Lula, Bolsonaro seek new allies for tight Brazil runoff


  • World
  • Tuesday, 04 Oct 2022

FILE PHOTO: Former Brazil's President and current presidential candidate Luiz Inacio Lula da Silva gestures during a meeting with campaign associates for the second round of elections, in Sao Paulo, Brazil, October 3, 2022. REUTERS/Carla Carniel

BRASILIA (Reuters) -Brazilian President Jair Bolsonaro and his leftist challenger were hunting endorsements on Tuesday, party officials said, as they fine tuned their campaigns for a runoff in an election that has proven more competitive than expected.

Former President Luiz Inacio Lula da Silva won 48.4% of the votes on Sunday, just short of the majority needed for an outright win against the far-right Bolsonaro, whose surprisingly strong showing won him 43.2% of votes.

The highly polarized race, marked by threats from Bolsonaro that he might contest the results, will be decided on Oct 30.

Bolsonaro secured the support of the governors of Brazil's three most populous states, the southeast battlegrounds where he and Lula are focusing their campaigning at the start of the second round.

Lula's Workers Party reached out to the parties whose presidential candidates placed third and fourth on Sunday – Simone Tebet of the centrist Brazilian Democratic Movement party and Ciro Gomes of the left-of-center Democratic Labor Party (PDT) – to win their endorsement. Together they got 7% of the votes on Sunday.

Tebet is expected to back Lula and could announce her support later on Tuesday, though some sectors of her party may still lean toward Bolsonaro.

Gomes has had a history of clashes with Lula, but agreed with his party's decision to throw its support behind the leftist, which may help to transfer some of the 3% of votes that Gomes received in the first round.

Lula's economic advisers said they are pushing him to adopt proposals by Tebet and Gomes in an effort to build a broader center-left coalition to win the runoff.

Bolsonaro also nailed a key endorsement on Tuesday, meeting with the newly re-elected governor of Minas Gerais, Brazil's second-most populous state. Governor Romeu Zema, who stayed neutral in the first round of the election, formally endorsed Bolsonaro after their meeting in Brasilia.

"Zema's support is more than welcome, it is decisive for my re-election," Bolsonaro told reporters after the meeting.

Rio de Janeiro Gov. Claudio Castro, who is leading his re-election race in the third-largest state, also backed Bolsonaro.

In Brazil's largest electoral college, Sao Paulo, defeated Governor Rodrigo Garcia of the Brazilian Social Democratic Party announced he will support Bolsonaro in the runoff vote, as did the city's Mayor Ricardo Nunes of the Brazilian Democratic Movement party. But these centrist parties are expected to free their members to vote for either candidate.

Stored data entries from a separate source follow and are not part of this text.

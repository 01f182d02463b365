//! Welcome event handler.
//!
//! Turns member joins (chat member updates) and join announcements (system
//! messages relayed into the group) into greetings.

use std::collections::HashMap;
use std::sync::atomic::{AtomicU8, AtomicUsize, Ordering};
use std::sync::Arc;
use std::time::Duration;

use serde_json::{Map, Value};
use teloxide::dispatching::UpdateHandler;
use teloxide::prelude::*;
use teloxide::types::{
    ChatMemberUpdated, InputFile, MessageEntityKind, MessageEntityRef, ParseMode,
};
use tracing::{debug, error, info, warn};

use crate::bot::dispatcher::{AppState, ThrottledBot};
use crate::config::WelcomeConfig;
use crate::utils::html_escape;
use crate::welcome::{
    assemble, classify, AssembleError, Classification, Component, FileProbe, InboundEvent,
    JoinEvent, MediaSource, MessageEvent, MessagePlan, Segment, UnavailableFs,
};

/// Upper bound for the image probe before falling back to a text greeting.
pub const PROBE_TIMEOUT: Duration = Duration::from_secs(3);

/// Telegram's limit for photo captions.
const CAPTION_LIMIT: usize = 1024;

/// Display names keyed by member id, used as mention labels.
type MentionNames = HashMap<String, String>;

const PROBE_RUNNING: u8 = 0;
const PROBE_FINISHED: u8 = 1;
const PROBE_ABANDONED: u8 = 2;

/// Count of image probes that outlived [`PROBE_TIMEOUT`] and still hold a
/// blocking-pool thread.
///
/// While any is outstanding new joins skip the filesystem entirely, so a hung
/// mount costs one thread rather than one per join.
#[derive(Debug, Default)]
pub struct StalledProbes(AtomicUsize);

impl StalledProbes {
    pub fn any(&self) -> bool {
        self.0.load(Ordering::Acquire) > 0
    }
}

/// Returns the handler for chat member updates.
pub fn member_handler() -> UpdateHandler<anyhow::Error> {
    dptree::filter_map(member_update_to_event).endpoint(member_join_handler)
}

/// Map a chat member update to a structured join signal.
///
/// Only not-present to present transitions of non-bot users count.
fn member_update_to_event(update: ChatMemberUpdated) -> Option<InboundEvent> {
    let old = &update.old_chat_member;
    let new = &update.new_chat_member;

    let is_joining = !old.is_present() && new.is_present();
    if !is_joining || new.user.is_bot {
        return None;
    }

    Some(InboundEvent::MemberIncrease {
        new_member_id: new.user.id.to_string(),
    })
}

async fn member_join_handler(
    bot: ThrottledBot,
    update: ChatMemberUpdated,
    event: InboundEvent,
    state: AppState,
) -> anyhow::Result<()> {
    let user = &update.new_chat_member.user;
    debug!("New member {} joined chat {}", user.id, update.chat.id);

    let names = MentionNames::from([(user.id.to_string(), user.full_name())]);
    let config = state.config.snapshot();
    greet(&bot, update.chat.id, event, &names, config, &state).await
}

/// Handle a group message that may be a join announcement.
pub async fn message_handler(bot: ThrottledBot, msg: Message, state: AppState) -> anyhow::Result<()> {
    let config = state.config.snapshot();

    // Cheap sender/phrase check before serializing the whole message
    let Some(sender) = msg.from.as_ref() else {
        return Ok(());
    };
    if !config
        .detection
        .is_announcement(&sender.id.to_string(), message_text(&msg))
    {
        return Ok(());
    }

    let Some(event) = message_to_event(&msg) else {
        return Ok(());
    };

    greet(&bot, msg.chat.id, event, &mention_names(&msg), config, &state).await
}

fn message_text(msg: &Message) -> &str {
    msg.text().or_else(|| msg.caption()).unwrap_or_default()
}

/// Text entities, or caption entities for media messages.
fn entities(msg: &Message) -> Vec<MessageEntityRef<'_>> {
    msg.parse_entities()
        .or_else(|| msg.parse_caption_entities())
        .unwrap_or_default()
}

/// Map a Telegram message to the neutral message shape.
fn message_to_event(msg: &Message) -> Option<InboundEvent> {
    let sender_id = msg.from.as_ref()?.id.to_string();
    let text = message_text(msg);

    let raw_payload = match serde_json::to_value(msg) {
        Ok(Value::Object(map)) => map,
        Ok(_) => Map::new(),
        Err(e) => {
            debug!("Could not serialize message {}: {}", msg.id.0, e);
            Map::new()
        }
    };

    let message_components = entities(msg)
        .iter()
        .map(|entity| component_from_entity(entity.kind(), entity.text()))
        .collect();

    Some(InboundEvent::Message(MessageEvent {
        sender_id,
        text: text.to_string(),
        raw_payload,
        message_components,
    }))
}

/// `TextMention` carries a user id, `@username` mentions carry the handle.
fn component_from_entity(kind: &MessageEntityKind, text: &str) -> Component {
    match kind {
        MessageEntityKind::TextMention { user } => Component::Mention {
            target: user.id.to_string(),
        },
        MessageEntityKind::Mention => Component::Mention {
            target: text.trim_start_matches('@').to_string(),
        },
        _ => Component::Other,
    }
}

fn mention_names(msg: &Message) -> MentionNames {
    entities(msg)
        .iter()
        .filter_map(|entity| match entity.kind() {
            MessageEntityKind::TextMention { user } => {
                Some((user.id.to_string(), user.full_name()))
            }
            _ => None,
        })
        .collect()
}

/// Classify, assemble and deliver. Non-joins return quietly.
async fn greet(
    bot: &ThrottledBot,
    chat_id: ChatId,
    event: InboundEvent,
    names: &MentionNames,
    config: Arc<WelcomeConfig>,
    state: &AppState,
) -> anyhow::Result<()> {
    // `config` is one snapshot for the whole event; a reload mid-flight is not observed.
    let join = match classify(&event, &config.detection) {
        Classification::NotAJoin => return Ok(()),
        Classification::Join(join) => join,
    };

    let plan = match build_plan(join, config, state.probe.clone(), state.stalled_probes.clone()).await? {
        Ok(plan) => plan,
        Err(e) => {
            warn!("Dropping join event in chat {}: {}", chat_id, e);
            return Ok(());
        }
    };

    let text = render_html(&plan, names);
    deliver(bot, chat_id, &plan, text).await?;

    info!(
        "Sent welcome message to new member {} in chat {}",
        plan.member_id, chat_id
    );

    Ok(())
}

/// Run assembly on the blocking pool, bounded by [`PROBE_TIMEOUT`].
///
/// On timeout, or while an earlier probe is still stuck, the plan is built
/// without touching the filesystem, so the greeting goes out text-only. A
/// timed-out task cannot be cancelled; it is counted in `stalled` until it
/// returns.
async fn build_plan(
    join: JoinEvent,
    config: Arc<WelcomeConfig>,
    probe: Arc<dyn FileProbe>,
    stalled: Arc<StalledProbes>,
) -> anyhow::Result<Result<MessagePlan, AssembleError>> {
    if stalled.any() {
        debug!("Earlier image probe still stuck, skipping the filesystem");
        return Ok(assemble(&join, &config, &offline_probe()));
    }

    let progress = Arc::new(AtomicU8::new(PROBE_RUNNING));
    let task = {
        let join = join.clone();
        let config = config.clone();
        let progress = progress.clone();
        let stalled = stalled.clone();
        tokio::task::spawn_blocking(move || {
            let plan = assemble(&join, &config, probe.as_ref());
            if progress.swap(PROBE_FINISHED, Ordering::AcqRel) == PROBE_ABANDONED {
                stalled.0.fetch_sub(1, Ordering::AcqRel);
            }
            plan
        })
    };

    match tokio::time::timeout(PROBE_TIMEOUT, task).await {
        Ok(result) => Ok(result?),
        Err(_) => {
            // Count first so the task's decrement can never run ahead of it
            stalled.0.fetch_add(1, Ordering::AcqRel);
            if progress
                .compare_exchange(
                    PROBE_RUNNING,
                    PROBE_ABANDONED,
                    Ordering::AcqRel,
                    Ordering::Acquire,
                )
                .is_err()
            {
                // Finished right at the deadline
                stalled.0.fetch_sub(1, Ordering::AcqRel);
            }
            warn!(
                "Welcome image probe exceeded {:?}, sending without image",
                PROBE_TIMEOUT
            );
            Ok(assemble(&join, &config, &offline_probe()))
        }
    }
}

fn offline_probe() -> UnavailableFs {
    UnavailableFs {
        reason: format!("probe exceeded {:?}", PROBE_TIMEOUT),
    }
}

/// Render segments to Telegram HTML.
///
/// Numeric targets become `tg://user` links labelled with the known display
/// name (or the id); anything else is written as an `@handle`.
fn render_html(plan: &MessagePlan, names: &MentionNames) -> String {
    plan.segments
        .iter()
        .map(|segment| match segment {
            Segment::Text { content } => html_escape(content),
            Segment::Mention { target_id } if target_id.parse::<u64>().is_ok() => {
                let label = names.get(target_id).unwrap_or(target_id);
                format!(
                    "<a href=\"tg://user?id={}\">{}</a>",
                    target_id,
                    html_escape(label)
                )
            }
            Segment::Mention { target_id } => format!("@{}", html_escape(target_id)),
        })
        .collect()
}

/// Send the greeting. A failed photo falls back to plain text.
async fn deliver(
    bot: &ThrottledBot,
    chat_id: ChatId,
    plan: &MessagePlan,
    text: String,
) -> anyhow::Result<()> {
    let photo = match &plan.media {
        Some(MediaSource::LocalFile(path)) => Some(InputFile::file(path.clone())),
        Some(MediaSource::RemoteUrl(url)) => Some(InputFile::url(url.clone())),
        None => None,
    };

    if let Some(photo) = photo {
        let fits_caption = text.chars().count() <= CAPTION_LIMIT;
        let mut request = bot.send_photo(chat_id, photo);
        if fits_caption && !text.is_empty() {
            request = request.caption(text.clone()).parse_mode(ParseMode::Html);
        }

        match request.await {
            Ok(_) if fits_caption => return Ok(()),
            Ok(_) => {}
            Err(e) => error!("Failed to send welcome image to chat {}: {}", chat_id, e),
        }
    }

    if text.is_empty() {
        debug!("Welcome text is empty, nothing more to send to chat {}", chat_id);
        return Ok(());
    }

    bot.send_message(chat_id, text)
        .parse_mode(ParseMode::Html)
        .await?;

    Ok(())
}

The president enters the second round with wind in his sails after his surprising success in rallying conservative sentiment, turning his Liberal Party into the largest in both chambers of Congress in Sunday's general election.

"We always knew Brazil was a conservative country, but we did not realize it was so conservative," said a campaign adviser who asked not to be named.

Party officials said Bolsonaro's strategy will now focus on drawing more votes from women while toning down the attacks on Brazil's electronic voting machines.

The president is planning to increase payments to women who are breadwinners with an extra year-end payment under an expanded welfare program, according to two sources familiar with the discussions.

The initiative, which would go into effect next year, could help Bolsonaro's popularity with women and poor families, two segments where he has faced resistance.

"His runoff campaign will have a positive agenda, with less attacks on Lula and no criticism of the electronic voting system," said the campaign aide.

Bolsonaro's attacks on the integrity of Brazil's electoral system, suggestions that he may not concede if he loses and pressure on the military to conduct a parallel vote count have made this election the most tense in Brazil in decades.